Die acht bestplatzierten Mannschaften der Gesamttabelle ziehen in die Playoffs ein. Die ersten drei Teams erspielen sich das Recht ihre Viertelfinalgegner aus den Rängen 5-8 auszuwählen. Die Viertelfinal- und Halbfinalserie wird im „best-of-five“-Modus ausgetragen, das Finale wird dann "best of seven" gespielt. Ab der Halbfinalserie ergeben sich die weiteren Paarungen aus den Platzierungen der Gesamttabelle. In insgesamt bis zu 377 Spielen wird der Meister 2017/18 ermittelt.
 
Peter Schramm (Chairman Alps Hockey League): „Ich glaube, dass die zweite Saison noch besser wird, die Mannschaften noch enger zusammenrücken werden. Die Teilnahme von Olimpija Ljubljana an der Alps Hockey League zeigt das große Interesse an unserer Liga. Die Verantwortlichen in Ljubljana haben gesehen, wie sich Jesenice im letzten Jahr entwickelt hat. Den österreichischen Topteams traue ich es zu, dass sie in der kommenden Saison an die Spitze aufschließen können. Der neue Modus wird die Meisterschaft auf jeden Fall noch interessanter machen. Es war nicht leicht beim Spielplan alles unter einen Hut zu bekommen, denn es gibt viele Termine, die zu berücksichtigen sind. Es wurden sowohl für die Senioren- als auch Nachwuchsnationalmannschaften gute Lösungen gefunden.“
 
Tommaso Teofoli (Member Board of Governors): „Die erste Saison war ein großer Erfolg. Die Liga hat gezeigt, dass durch die Zusammenarbeit von nationalen Verbänden und auch Klubs im Eishockey viel Gutes im Herzen von Europa entstehen kann. Dass nun 17 Mannschaften an der zweiten Saison teilnehmen, macht die Meisterschaft nur noch spannender. Die gute Mischung aus jungen und erfahrenen Spielern kommt der Liga zugute.
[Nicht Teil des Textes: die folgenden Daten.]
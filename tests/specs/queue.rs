//! Admission and ticket allocation specs

use crate::prelude::*;

#[tokio::test]
async fn tickets_follow_admission_order() {
    let mut desk = Desk::new();
    desk.admit_all(&["Amina", "Bashir", "Cawo"]).await;

    similar_asserts::assert_eq!(
        desk.board(),
        vec![(1, "Amina".to_string()), (2, "Bashir".to_string()), (3, "Cawo".to_string())]
    );
}

#[tokio::test]
async fn emptied_queue_starts_over_at_one() {
    let mut desk = Desk::new();
    let recs = desk.admit_all(&["Amina", "Bashir"]).await;
    for r in &recs {
        desk.queue.delete_one(r.id).await.unwrap();
    }
    assert_eq!(desk.queue.next_ticket(), 1);

    let again = desk.admit("Cawo").await;
    assert_eq!(again.ticket, 1);
}

#[tokio::test]
async fn freed_tickets_in_the_middle_stay_free() {
    let mut desk = Desk::new();
    let recs = desk.admit_all(&["Amina", "Bashir", "Cawo"]).await;
    desk.queue.delete_one(recs[2].id).await.unwrap();

    // Max is now 2, so the next ticket reuses 3
    assert_eq!(desk.admit("Deeqa").await.ticket, 3);

    desk.queue.delete_one(recs[1].id).await.unwrap();
    assert_eq!(desk.admit("Faarax").await.ticket, 4);
}

#[tokio::test]
async fn admission_validates_input() {
    let mut desk = Desk::new();
    let err = desk.queue.add("   ", Stage::Cusub, services(&[Service::Gelin])).await.unwrap_err();
    assert!(matches!(err, QueueError::Validation(_)), "{err}");

    let err = desk.queue.add("Amina", Stage::Cusub, Services::new()).await.unwrap_err();
    assert!(matches!(err, QueueError::Validation(_)), "{err}");

    assert!(desk.queue.list().is_empty());
    assert!(desk.store.is_empty());
}

#[tokio::test]
async fn services_keep_entry_order_and_collapse_duplicates() {
    let mut desk = Desk::new();
    let picked: Services = "Xirid, Gelin, Xirid".parse().unwrap();
    let rec = desk.queue.add("Amina", Stage::FourteenDay, picked).await.unwrap();

    assert_eq!(rec.services.to_string(), "Xirid, Gelin");
    assert_eq!(rec.stage.to_string(), "14 malin");
}

#[tokio::test]
async fn status_toggles_and_persists() {
    let mut desk = Desk::new();
    let rec = desk.admit("Amina").await;

    desk.queue.toggle_status(rec.id).await.unwrap();
    assert_eq!(desk.store.records()[0].status, Status::Done);

    desk.queue.set_status(rec.id, Status::Waiting).await.unwrap();
    assert_eq!(desk.queue.list()[0].status, Status::Waiting);
}

#[tokio::test]
async fn events_describe_each_change() {
    let mut desk = Desk::new();
    let mut rx = desk.queue.subscribe();
    let rec = desk.admit("Amina").await;
    desk.queue.toggle_status(rec.id).await.unwrap();

    let first = rx.try_recv().unwrap();
    assert_eq!(first.name(), "record:admitted");
    let json = serde_json::to_value(rx.try_recv().unwrap()).unwrap();
    assert_eq!(json["type"], "record:status");
    assert_eq!(json["status"], "done");
}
Es ist noch ein weiter Weg für uns alle, nach dem ersten Jahr bin ich hinsichtlich der Entwicklung weiterhin voller Zuversicht.“
 
Sky nicht mehr Titelsponsor
Nach der von Sky für die Premierensaison der Alps Hockey League zugesagten Unterstützung läuft diese Partnerschaft aus. An dieser Stelle bedankt sich die Alps Hockey League für die wertvolle Zusammenarbeit. Der Pay-TV Sender wird der Alps Hockey League auch weiterhin mit ausführlicher Berichterstattung im Rahmen der Übertragungen der Erste Bank Eishockey Liga eine Plattform bieten.